L’homme tenait son épée à la verticale, prêt à bloquer le coup.
Tout ce qui n’était pas son adversaire disparut de la vue de Richard. Sa colère – et la magie – se déchaînèrent comme elles ne l’avaient jamais fait. Rien au monde ne l’empêcherait de prendre la vie de cet homme. Son sang était à lui ! Au-delà de la raison, de tout autre désir et même de la vie, il n’était plus que la mort incarnée.
Dans ce coup d’épée, il avait mis toute la haine qu’il était capable d’éprouver.

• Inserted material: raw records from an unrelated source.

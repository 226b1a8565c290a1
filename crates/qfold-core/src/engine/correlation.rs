use super::graph::{Amplitudes, StateGraph};
use crate::core::tables::reference::CorrelationThresholds;
use serde::{Deserialize, Serialize};

#[derive(Debug, Clone, Copy, PartialEq, Eq, Hash, Serialize, Deserialize)]
#[serde(rename_all = "kebab-case")]
pub enum CorrelationClass {
    StrongInPhase,
    StrongAntiPhase,
    Weak,
    Uncorrelated,
}

/// Overlap between the amplitude vectors of two connected nodes.
#[derive(Debug, Clone, Copy, PartialEq)]
pub struct PairCorrelation {
    pub i: usize,
    pub j: usize,
    /// `|<a_i|a_j>|`, in [0, 1] for normalized vectors.
    pub strength: f64,
    pub class: CorrelationClass,
}

pub fn classify(a: &Amplitudes, b: &Amplitudes, thresholds: &CorrelationThresholds) -> (f64, CorrelationClass) {
    let overlap = a.dotc(b);
    let strength = overlap.norm().min(1.0);
    let class = if strength >= thresholds.strong {
        if overlap.re >= 0.0 {
            CorrelationClass::StrongInPhase
        } else {
            CorrelationClass::StrongAntiPhase
        }
    } else if strength >= thresholds.weak {
        CorrelationClass::Weak
    } else {
        CorrelationClass::Uncorrelated
    };
    (strength, class)
}

/// One correlation per graph edge, in edge order.
pub fn compute(graph: &StateGraph, thresholds: &CorrelationThresholds) -> Vec<PairCorrelation> {
    let nodes = graph.nodes();
    graph
        .edges()
        .iter()
        .map(|edge| {
            let (strength, class) =
                classify(&nodes[edge.i].amplitudes, &nodes[edge.j].amplitudes, thresholds);
            PairCorrelation {
                i: edge.i,
                j: edge.j,
                strength,
                class,
            }
        })
        .collect()
}

pub fn mean_strength(correlations: &[PairCorrelation]) -> f64 {
    if correlations.is_empty() {
        return 0.0;
    }
    correlations.iter().map(|c| c.strength).sum::<f64>() / correlations.len() as f64
}

/// Per-class counts over a graph snapshot. Informational only; no gate reads it.
#[derive(Debug, Clone, Copy, PartialEq, Default, Serialize, Deserialize)]
#[serde(rename_all = "kebab-case")]
pub struct CorrelationSummary {
    pub strong_in_phase: usize,
    pub strong_anti_phase: usize,
    pub weak: usize,
    pub uncorrelated: usize,
    pub mean_strength: f64,
}

impl CorrelationSummary {
    pub fn from_correlations(correlations: &[PairCorrelation]) -> Self {
        let mut summary = Self {
            mean_strength: mean_strength(correlations),
            ..Self::default()
        };
        for c in correlations {
            match c.class {
                CorrelationClass::StrongInPhase => summary.strong_in_phase += 1,
                CorrelationClass::StrongAntiPhase => summary.strong_anti_phase += 1,
                CorrelationClass::Weak => summary.weak += 1,
                CorrelationClass::Uncorrelated => summary.uncorrelated += 1,
            }
        }
        summary
    }

    pub fn total(&self) -> usize {
        self.strong_in_phase + self.strong_anti_phase + self.weak + self.uncorrelated
    }
}

#[cfg(test)]
mod tests {
    use super::*;
    use num_complex::Complex64;

    fn vector(values: &[(f64, f64)]) -> Amplitudes {
        Amplitudes::from_iterator(values.len(), values.iter().map(|&(re, im)| Complex64::new(re, im)))
    }

    #[test]
    fn identical_vectors_are_strongly_in_phase() {
        let a = vector(&[(0.6, 0.0), (0.0, 0.8)]);
        let (strength, class) = classify(&a, &a, &CorrelationThresholds::default());
        assert!((strength - 1.0).abs() < 1e-12);
        assert_eq!(class, CorrelationClass::StrongInPhase);
    }

    #[test]
    fn negated_vector_is_strongly_anti_phase() {
        let a = vector(&[(0.6, 0.0), (0.8, 0.0)]);
        let b = vector(&[(-0.6, 0.0), (-0.8, 0.0)]);
        let (_, class) = classify(&a, &b, &CorrelationThresholds::default());
        assert_eq!(class, CorrelationClass::StrongAntiPhase);
    }

    #[test]
    fn orthogonal_vectors_are_uncorrelated() {
        let a = vector(&[(1.0, 0.0), (0.0, 0.0)]);
        let b = vector(&[(0.0, 0.0), (1.0, 0.0)]);
        let (strength, class) = classify(&a, &b, &CorrelationThresholds::default());
        assert_eq!(strength, 0.0);
        assert_eq!(class, CorrelationClass::Uncorrelated);
    }

    #[test]
    fn partial_overlap_is_weak() {
        let s = 0.5f64.sqrt();
        let a = vector(&[(1.0, 0.0), (0.0, 0.0)]);
        let b = vector(&[(s, 0.0), (s, 0.0)]);
        let (strength, class) = classify(&a, &b, &CorrelationThresholds::default());
        assert!((strength - s).abs() < 1e-12);
        assert_eq!(class, CorrelationClass::Weak);
    }

    #[test]
    fn summary_counts_every_class() {
        let make = |class| PairCorrelation {
            i: 0,
            j: 1,
            strength: 0.5,
            class,
        };
        let summary = CorrelationSummary::from_correlations(&[
            make(CorrelationClass::StrongInPhase),
            make(CorrelationClass::Weak),
            make(CorrelationClass::Weak),
            make(CorrelationClass::Uncorrelated),
        ]);
        assert_eq!(summary.weak, 2);
        assert_eq!(summary.total(), 4);
        assert!((summary.mean_strength - 0.5).abs() < 1e-12);
    }
}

Alors que son cœur battait si fort qu’il sentait l’onde de choc jusque dans les muscles tendus à craquer de son cou, Richard soutint le regard de son adversaire avec une excitation proche de l’extase, et, du coin de l’œil, vit sa lame parcourir la distance qui la séparait encore de l’autre et la percuter dans un roulement de tonnerre. Toujours au ralenti, dans une gerbe d’étincelles et d’éclats d’acier, il regarda l’épée adverse se briser net. La partie sectionnée vola dans les airs et tourna sur elle-même. Il compta le nombre de révolutions – trois, en reflétant à chaque fois la lumière du soleil – qu’elle fit avant que sa propre lame, avec toute la puissance de sa rage et de la magie qui la soutenait, n’atteigne la tête de l’homme et ne percute les maillons de son capuchon de mailles. Le crâne du tueur, sous l’impact, partit sur le côté. Puis l’Épée de Vérité traversa les maillons comme du beurre, au niveau des yeux tant détestés. Dans une gerbe de minuscules éclats métalliques, elle continua son chemin à travers la peau et l’os.
Richard explosa d’allégresse quand une petite nappe de brouillard rouge jaillit pour se mêler à la brume matinale. Des mèches de cheveux blonds, des éclats d’os et des lambeaux de matière cervicale tourbillonnèrent dans l’air tandis que la lame tronçonnait impitoyablement la calotte crânienne du tueur. Son corps, désormais surmonté d’un cou, d’une mâchoire et d’une immonde bouillie rouge, s’écroula comme si tous ses os avaient fondu et percuta le sol avec un bruit sourd. Du sang jaillit en longs filaments à la trajectoire incurvée, puis retomba en pluie autour du Sourcier et sur lui. Ce geyser, quand quelques gouttes giclèrent dans sa bouche toujours ouverte sur son cri de rage, donna au vainqueur la satisfaction de connaître le goût du fluide vital du vaincu.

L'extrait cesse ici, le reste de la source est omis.